(GIVEN DATA):
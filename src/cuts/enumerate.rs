use crate::cuts::storage::{Cut, CutStorage};
use crate::error::Error;
use crate::network::{GNet, GateId};
use crate::traverse::{Visitor, VisitorFlag, Walker};

/// Enumerates the K-feasible cuts of every gate into a [`CutStorage`]
///
/// Inverters are transparent: a NOT on an input is replaced by its own
/// driver, NOT gates enumerate nothing, and no cut ever contains one.
pub struct CutsFindVisitor<'a> {
    cut_size: usize,
    max_cuts: usize,
    storage: &'a mut CutStorage,
    legacy: bool,
}

impl<'a> CutsFindVisitor<'a> {
    /// Sentinel for `max_cuts` lifting the per-gate cap
    pub const ALL_CUTS: usize = 0;

    /// * `cut_size` - maximum number of leaves per cut.
    /// * `max_cuts` - soft cap on the cuts of a single gate, checked after
    ///   each insertion; [`CutsFindVisitor::ALL_CUTS`] lifts it.
    /// * `legacy` - keep every feasible combination instead of pruning
    ///   subsumed cuts; kept for diagnostic comparison.
    pub fn new(
        cut_size: usize,
        storage: &'a mut CutStorage,
        max_cuts: usize,
        legacy: bool,
    ) -> CutsFindVisitor<'a> {
        CutsFindVisitor {
            cut_size,
            max_cuts,
            storage,
            legacy,
        }
    }

    /// Enumerate `vertex` and any not-yet-enumerated effective input first
    ///
    /// The walker already delivers nodes in topological order; the explicit
    /// work stack only fires for inputs reached through collapsed
    /// inverters.
    fn ensure_cuts(&mut self, net: &GNet, vertex: GateId) {
        let mut stack = vec![vertex];
        while let Some(&v) = stack.last() {
            if self.storage.cuts_of(v).is_some_and(|c| !c.is_empty()) {
                stack.pop();
                continue;
            }
            let missing: Vec<GateId> = net
                .gate(v)
                .inputs()
                .iter()
                .map(|&input| effective_input(net, input))
                .filter(|&input| self.storage.cuts_of(input).is_none_or(|c| c.is_empty()))
                .collect();
            if missing.is_empty() {
                stack.pop();
                self.enumerate_node(net, v);
            } else {
                stack.extend(missing);
            }
        }
    }

    fn enumerate_node(&mut self, net: &GNet, vertex: GateId) {
        // the trivial cut comes first and can never be pruned
        self.storage
            .cuts
            .entry(vertex)
            .or_default()
            .insert(Cut::from([vertex]));

        let inputs: Vec<GateId> = net
            .gate(vertex)
            .inputs()
            .iter()
            .map(|&input| effective_input(net, input))
            .collect();
        if inputs.is_empty() {
            return;
        }

        // materialized in a stable order so runs are reproducible
        let input_cuts: Vec<Vec<Cut>> = inputs
            .iter()
            .map(|input| {
                let mut cuts: Vec<Cut> = self.storage.cuts[input].iter().cloned().collect();
                cuts.sort();
                cuts
            })
            .collect();

        let mut cursors = vec![0usize; input_cuts.len()];
        loop {
            let collected = collect_union(&cursors, &input_cuts, self.cut_size);

            let mut increment_all = false;
            if let Some(collected) = collected {
                let inserted = if self.legacy {
                    self.insert_plain(vertex, collected)
                } else {
                    self.insert_pruned(vertex, collected, &mut increment_all)
                };
                if !inserted {
                    // soft cap reached: remaining combinations are skipped
                    return;
                }
            }

            if increment_all {
                // a single-node cut dominates whole slots; step every cursor
                let mut advanced = false;
                for (slot, cursor) in cursors.iter_mut().enumerate() {
                    *cursor += 1;
                    if *cursor == input_cuts[slot].len() {
                        *cursor = 0;
                    } else {
                        advanced = true;
                    }
                }
                if !advanced {
                    break;
                }
            } else {
                let mut slot = 0;
                while slot < cursors.len() {
                    cursors[slot] += 1;
                    if cursors[slot] < input_cuts[slot].len() {
                        break;
                    }
                    cursors[slot] = 0;
                    slot += 1;
                }
                if slot == cursors.len() {
                    break;
                }
            }
        }
    }

    /// Legacy insertion: no pruning. Returns false once the cap trips.
    fn insert_plain(&mut self, vertex: GateId, collected: Cut) -> bool {
        let cuts = self.storage.cuts.entry(vertex).or_default();
        cuts.insert(collected);
        self.max_cuts == Self::ALL_CUTS || cuts.len() <= self.max_cuts
    }

    /// Subsumption insertion keeping the cut set an anti-chain under ⊆.
    /// Returns false once the cap trips.
    fn insert_pruned(&mut self, vertex: GateId, collected: Cut, increment_all: &mut bool) -> bool {
        let cuts = self.storage.cuts.entry(vertex).or_default();

        let mut dominated = false;
        let mut to_remove = Vec::new();
        for existing in cuts.iter() {
            if existing.len() > collected.len() {
                if collected.is_subset(existing) {
                    to_remove.push(existing.clone());
                }
            } else if existing.is_subset(&collected) {
                dominated = true;
                break;
            }
        }
        if dominated {
            return true;
        }

        for cut in &to_remove {
            cuts.remove(cut);
        }
        *increment_all = collected.len() == 1;
        cuts.insert(collected);
        self.max_cuts == Self::ALL_CUTS || cuts.len() <= self.max_cuts
    }
}

impl Visitor for CutsFindVisitor<'_> {
    fn on_node_begin(&mut self, net: &GNet, node: GateId) -> VisitorFlag {
        if !net.gate(node).is_not() {
            self.ensure_cuts(net, node);
        }
        VisitorFlag::Continue
    }

    fn on_node_end(&mut self, _net: &GNet, _node: GateId) -> VisitorFlag {
        VisitorFlag::Continue
    }
}

/// Driver of an input, looking through any chain of inverters
fn effective_input(net: &GNet, mut id: GateId) -> GateId {
    while net.gate(id).is_not() {
        id = net.gate(id).inputs()[0];
    }
    id
}

/// Union of the cuts under the cursors, or None when it exceeds `cut_size`
fn collect_union(cursors: &[usize], input_cuts: &[Vec<Cut>], cut_size: usize) -> Option<Cut> {
    let mut collected = Cut::new();
    for (slot, &cursor) in cursors.iter().enumerate() {
        collected.extend(input_cuts[slot][cursor].iter().copied());
        if collected.len() > cut_size {
            return None;
        }
    }
    Some(collected)
}

/// Enumerate the K-feasible cuts of every non-NOT gate of the net
///
/// * `cut_size` - maximum cut size K, at least 1.
/// * `max_cuts` - per-gate soft cap; 0 means unlimited.
/// * `legacy` - disable subsumption pruning (diagnostic mode).
pub fn find_cuts(
    net: &GNet,
    cut_size: usize,
    max_cuts: usize,
    legacy: bool,
) -> Result<CutStorage, Error> {
    if cut_size == 0 {
        return Err(Error::InvalidCutSize);
    }
    let mut storage = CutStorage::new();
    let mut visitor = CutsFindVisitor::new(cut_size, &mut storage, max_cuts, legacy);
    Walker::new(net, &mut visitor).walk(true)?;
    Ok(storage)
}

(EXERCISE DIRECTIONS): Each line of the listing above that contains the word "CutStorage" is to be copied.

(TASK ANSWER):
use crate::cuts::storage::{Cut, CutStorage};
/// Enumerates the K-feasible cuts of every gate into a [`CutStorage`]
    storage: &'a mut CutStorage,
        storage: &'a mut CutStorage,
) -> Result<CutStorage, Error> {
    let mut storage = CutStorage::new();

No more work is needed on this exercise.